What are the main reasons to split a Data Warehouse into multiple databases?

You are definitely on the right track! 320GB is not huge for a database, particularly a DW.

1) Current db is poorly optimized, little documentation, sub-optimal datatypes, sub-optimal indices.

My rookie thoughts: Aren't these problems irrelevant to splitting the database? They are simply problems that need to be solved on their own either way.

This is bang on the money. Splitting one large(ish) poorly organised, optimised and documented database into 7 poorly organised, optimised and documented databases is a waste of time! You need to tackle the root of the problem!

2) There are 372 objects in the current database which makes it slow.

My thoughts: This hardly seems large in my opinion.

Again, you are correct! 372 is positively small in terms of number of objects - many large servers have 10's of thousands. From here

The sum of the number of all objects in a database cannot exceed 2,147,483,647.

Your 370 divided by ~ 2E9 ~= 1.7E-7 - so no worries on that score! :-)

3) One database is harder to document and draw schema diagrams for than 7 databases (we will have views that will span multiple database).

My thoughts: .... This seems completely ridiculous to me, but maybe I'm wrong. We've already organized our data warehouse by 13 'source system' schemas.

Again, you're correct. If there are 372 entities with inter-relationships between them, you'll need to document and diagram them. It's going to have an inherent degree of complexity. What you can do is try to split your overall system into subsystems and document them and then try and fit them into the bigger picture - great oaks from little acorns grow!

4) One database will lead to more database deadlocks.

-- Isn't this problem also completely irrelevant to having multiple databases?

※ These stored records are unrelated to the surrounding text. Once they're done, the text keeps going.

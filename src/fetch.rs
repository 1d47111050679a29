//! Page fetching with the permissive client policy scraping requires.
//!
//! This module provides the raw-markup retrieval capability behind both
//! engines. It uses a trait-based design so the orchestrator can be driven
//! by a test double instead of the network:
//! - [`FetchPage`]: core trait for retrieving a page's markup
//! - [`HttpFetcher`]: reqwest-backed implementation
//!
//! # Fetch policy
//!
//! - Standard browser user agent (some sites refuse unknown clients)
//! - Fixed request timeout (10 seconds by default)
//! - TLS certificate validation disabled: arbitrary small news sites are
//!   routinely misconfigured, and scraping them is a requirement
//! - No retries; every transport error or non-2xx status yields `None`

use std::time::{Duration, Instant};
use tracing::{debug, warn};

/// Browser identity presented to target sites.
const USER_AGENT: &str = "Mozilla/5.0 (Windows NT 10.0; Win64; x64) AppleWebKit/537.36 \
                          (KHTML, like Gecko) Chrome/91.0.4472.124 Safari/537.36";

/// Trait for retrieving a page's raw markup.
///
/// `None` means "no markup available" for any reason: timeout, DNS, TLS,
/// non-2xx status. Callers treat it as zero links or a rejected article,
/// never as a fatal error.
pub trait FetchPage: Send + Sync {
    /// Fetch the page at `url`, returning its markup text if available.
    fn fetch(&self, url: &str) -> impl Future<Output = Option<String>> + Send;
}

/// HTTP implementation of [`FetchPage`] backed by a shared reqwest client.
#[derive(Debug, Clone)]
pub struct HttpFetcher {
    client: reqwest::Client,
}

impl HttpFetcher {
    /// Build a fetcher with the scraping client policy and the given timeout.
    pub fn new(timeout: Duration) -> Result<Self, reqwest::Error> {
        let client = reqwest::Client::builder()
            .user_agent(USER_AGENT)
            .timeout(timeout)
            .danger_accept_invalid_certs(true)
            .build()?;
        Ok(Self { client })
    }
}

impl FetchPage for HttpFetcher {
    async fn fetch(&self, url: &str) -> Option<String> {
        let t0 = Instant::now();
        let response = match self.client.get(url).send().await {
            Ok(r) => r,
            Err(e) => {
                warn!(%url, error = %e, "Fetch failed");
                return None;
            }
        };

        let response = match response.error_for_status() {
            Ok(r) => r,
            Err(e) => {
                warn!(%url, error = %e, "Fetch returned error status");
                return None;
            }
        };

        match response.text().await {
            Ok(body) => {
                debug!(
                    %url,
                    bytes = body.len(),
                    elapsed_ms = t0.elapsed().as_millis() as u64,
                    "Fetched page"
                );
                Some(body)
            }
            Err(e) => {
                warn!(%url, error = %e, "Failed to read response body");
                None
            }
        }
    }
}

It's my understanding that deadlocks occur at the table level (actually usually even just the row level, but eh). Even then, all our data inserts happen at midnight, all our selects downstream to the BI happen at 2 am. Having two processes update the same table is irrelevant to multiple databases, is it not (deadlock would happen either way)? Also, I personally have seen no evidence of table deadlocks occurring during normal operations.

What you will lose in the multiple database scenario is ACID transactions within the same schema - OK, you can have 2-phase commit, but it's not as robust as transactions within the same schema (IMHO). I'm not sure of a valid reason to hive off tables if they're necessary for your requirements.

You appear to be talking about writes blocking reads? Well, you also appear to have a batch process at midnight followed by a querying process at 02:00? If you can make transactions/tables read only, this will take some load off the server engine as it is processing your data. Only you can tell if this can be applied to your scenario!

5) Database technical ownership/ ownership.

It's only the two of us that work on the database. It's possible he wants to really segregate our 'fiefdoms'. Really, hasn't been an issue, but can't user permissions be determined at the schema level anyway?

Certainly, ownership is at the table level and access can, depending on your server/version, be granted on a column and/or a row level - so the business of ownership is a complete red herring! If you are a server DBA performing a reorganisation (as opposed to simply scheduling backups and other mundane tasks), then you will need "access all areas"!

You should have a comment on every table and field in your system - you can put "ownership" (in the organisational as opposed to database sense of things) in there - commenting tables and fields is an excellent first step to documenting a system - it becomes self-documenting!

What ARE valid reasons for splitting a Data Warehouse into multiple databases?

There can be many reasons - some are associated with multi-tenancy (both in terms of machine resources (CPU, RAM, HDD and Network) and client confidentiality or requirements. Have a look here and also google "database multi-tenancy" or similar.

Everyone says it, but it is a struggle - "documentation is very important"! As a first step, document your tables and fields in the comments. Produce ERD diagrams for all of your subsystems. Don't let anything new into the system without these steps being implemented. Best of luck in your new role!


While it sounds like a classic straw man tactic being taken by your colleague, could he or she mean the creation of formal data marts when saying "splitting up the data warehouse"?

The two main approaches to Data Warehousing are attributed to Ralph Kimball and Bill Inmon. Here are a couple of high-level overviews ([1], [2]) on the difference between these two common approaches if you've got a few minutes to burn.

What I believe may be applicable to your situation is that Bill Inmon's approach calls for the formal creation of Data Marts that the reporting tool(s) pull(s) data from. These Data Marts are designed for specific departments or business units to access exclusively, and I think this may be what you're colleague is trying to move towards. The identical nature of the copies is odd, but it may be easier to create a copy of the data warehouse in its current form and then only load a specific department's data into said copy going forward?

From what you've provided, it sounds like your current data warehouse is using Kimball's approach where the Data Marts are a logical subset of data within the dimensional data warehouse that your reporting tool accesses directly. These two design approaches have their pros and cons, and hopefully the crux of your colleague's issue is that he or she is just more comfortable with Inmon's approach.

Hopefully this is just a misunderstanding of terms and a in-depth discussion of these two different approaches with your colleague will lead to some clarifications about the hurdles he or she is trying to move past.